Under Dodd-Frank, the SEC is required to pay monetary awards, between 10 and 30 percent of the total monetary sanctions collected by the SEC and in other related enforcement actions, to individuals who voluntarily provide the SEC with original information leading to an enforcement action in which the agency obtains at least $1 million in sanctions. The statute also provides robust employment protections that prohibit retaliation against an employee who provides information about possible securities violations to the SEC in accordance with the program’s implementing rules. In the event retaliatory action is taken, it establishes significant remedies including reinstatement with equivalent seniority, two-times back pay with interest, attorney fees, and other related expenses. Significantly, whistleblowers may report possible violations anonymously if represented by counsel. Attorneys are eligible to participate in this important investor protection program.
In a recent Corporate Counsel Magazine article, Professor Bruce Green, a nationally recognized ethics professor and the Director of the Louis Stein Center for Law and Ethics at Fordham Law School, and I explore the interplay between the SEC Whistleblower Program and attorney conduct rules, both state and federal.
David Callahan, the co-founder and Senior Fellow of the public policy group Demos, penned an informative blog post on the SEC’s latest arsenal in combating securities violations, the new Whistleblower provisions. The posts include two surveys whose findings demonstrate the huge potential of the new laws. There has been a positive and proactive response to the Whistleblower program, such as companies building internal mechanisms to protect and encourage whistleblowers.

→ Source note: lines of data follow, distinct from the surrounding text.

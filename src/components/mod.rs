//! UI Components
//!
//! Reusable Leptos components.

mod category_section;
mod checklist_section;
mod data_panel;
mod delete_confirm_button;
mod feature_card;
mod global_notes;
mod notes_section;
mod stats_bar;
mod status_selector;
mod title_bar;

pub use category_section::CategorySection;
pub use checklist_section::ChecklistSection;
pub use data_panel::DataPanel;
pub use delete_confirm_button::DeleteConfirmButton;
pub use feature_card::FeatureCard;
pub use global_notes::GlobalNotesPanel;
pub use notes_section::NotesSection;
pub use stats_bar::StatsBar;
pub use status_selector::StatusSelector;
pub use title_bar::TitleBar;
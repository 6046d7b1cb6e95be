//! Checklist Section Component
//!
//! Checklist of one item: toggle rows, remove with confirm, inline add
//! form with a type selector. Honors the show-completed setting.

use leptos::prelude::*;

use crate::components::DeleteConfirmButton;
use crate::manager::use_hub_store;
use crate::models::CheckboxType;

/// Checklist for a single catalog item
#[component]
pub fn ChecklistSection(item_id: &'static str) -> impl IntoView {
    let hub = use_hub_store();

    let (new_label, set_new_label) = signal(String::new());
    let (new_type, set_new_type) = signal(CheckboxType::Test);

    let visible = move || {
        let show_completed = hub.settings().show_completed_checkboxes;
        hub.item_checkboxes(item_id)
            .into_iter()
            .filter(|cb| show_completed || !cb.checked)
            .collect::<Vec<_>>()
    };

    let hidden_count = move || {
        if hub.settings().show_completed_checkboxes {
            0
        } else {
            hub.item_checkboxes(item_id)
                .iter()
                .filter(|cb| cb.checked)
                .count()
        }
    };

    let on_add = move |ev: web_sys::SubmitEvent| {
        ev.prevent_default();
        let label = new_label.get().trim().to_string();
        if label.is_empty() {
            return;
        }
        hub.add_checkbox(item_id, &label, false, new_type.get());
        set_new_label.set(String::new());
    };

    view! {
        <div class="checklist-section">
            // key includes checked so a toggled row re-renders
            <For
                each=visible
                key=|cb| format!("{}-{}", cb.id, cb.checked)
                children=move |cb| {
                    let toggle_id = cb.id.clone();
                    let remove_id = cb.id.clone();
                    let row_class = if cb.checked {
                        "checkbox-row checked"
                    } else {
                        "checkbox-row"
                    };
                    view! {
                        <div class=row_class>
                            <input
                                type="checkbox"
                                checked=cb.checked
                                on:change=move |_| {
                                    hub.toggle_checkbox(item_id, &toggle_id);
                                }
                            />
                            <span class="checkbox-label">{cb.label.clone()}</span>
                            <span class=format!("checkbox-type {}", cb.checkbox_type.css_class())>
                                {cb.checkbox_type.label()}
                            </span>
                            <DeleteConfirmButton
                                button_class="checkbox-remove-btn"
                                on_confirm=Callback::new(move |_| {
                                    hub.remove_checkbox(item_id, &remove_id);
                                })
                            />
                        </div>
                    }
                }
            />

            {move || {
                let hidden = hidden_count();
                (hidden > 0).then(|| view! {
                    <p class="checklist-hidden-hint">{hidden} " completed hidden"</p>
                })
            }}

            <form class="checkbox-add-form" on:submit=on_add>
                <div class="add-row">
                    <input
                        type="text"
                        placeholder="Add checklist entry..."
                        prop:value=move || new_label.get()
                        on:input=move |ev| set_new_label.set(event_target_value(&ev))
                    />
                    <button type="submit">"Add"</button>
                </div>
                <div class="type-selector-row">
                    {CheckboxType::ALL.iter().map(|&checkbox_type| {
                        let is_selected = move || new_type.get() == checkbox_type;
                        view! {
                            <button
                                type="button"
                                class=move || if is_selected() {
                                    format!("type-btn small active {}", checkbox_type.css_class())
                                } else {
                                    "type-btn small".to_string()
                                }
                                on:click=move |_| set_new_type.set(checkbox_type)
                            >
                                {checkbox_type.label()}
                            </button>
                        }
                    }).collect_view()}
                </div>
            </form>
        </div>
    }
}
//! Status Selector Component
//!
//! Button row over every item status, used inside the expanded card.

use leptos::prelude::*;

use crate::models::ItemStatus;

/// Status selector buttons
#[component]
pub fn StatusSelector(
    #[prop(into)] current: Signal<ItemStatus>,
    on_change: impl Fn(ItemStatus) + Copy + 'static,
) -> impl IntoView {
    view! {
        <div class="status-selector">
            {ItemStatus::ALL.iter().map(|&status| {
                let is_selected = move || current.get() == status;
                view! {
                    <button
                        type="button"
                        class=move || if is_selected() {
                            format!("status-btn active {}", status.css_class())
                        } else {
                            "status-btn".to_string()
                        }
                        on:click=move |_| on_change(status)
                    >
                        {status.label()}
                    </button>
                }
            }).collect_view()}
        </div>
    }
}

Also, Labaton Sucharow’s Whistleblower Representation Practice, which I proudly chair, is specially mentioned as one of the firms bringing the talents of private practitioners to represent corporate whistleblowers.
But more is still to be done. Educating the American public about the protection mechanisms built into the SEC Whistleblower program is still necessary and is one of the main reasons for the creation of the SEC Whistleblower Advocate online resource. It remains a tricky and complex terrain, but we are clearing the path, one step at a time.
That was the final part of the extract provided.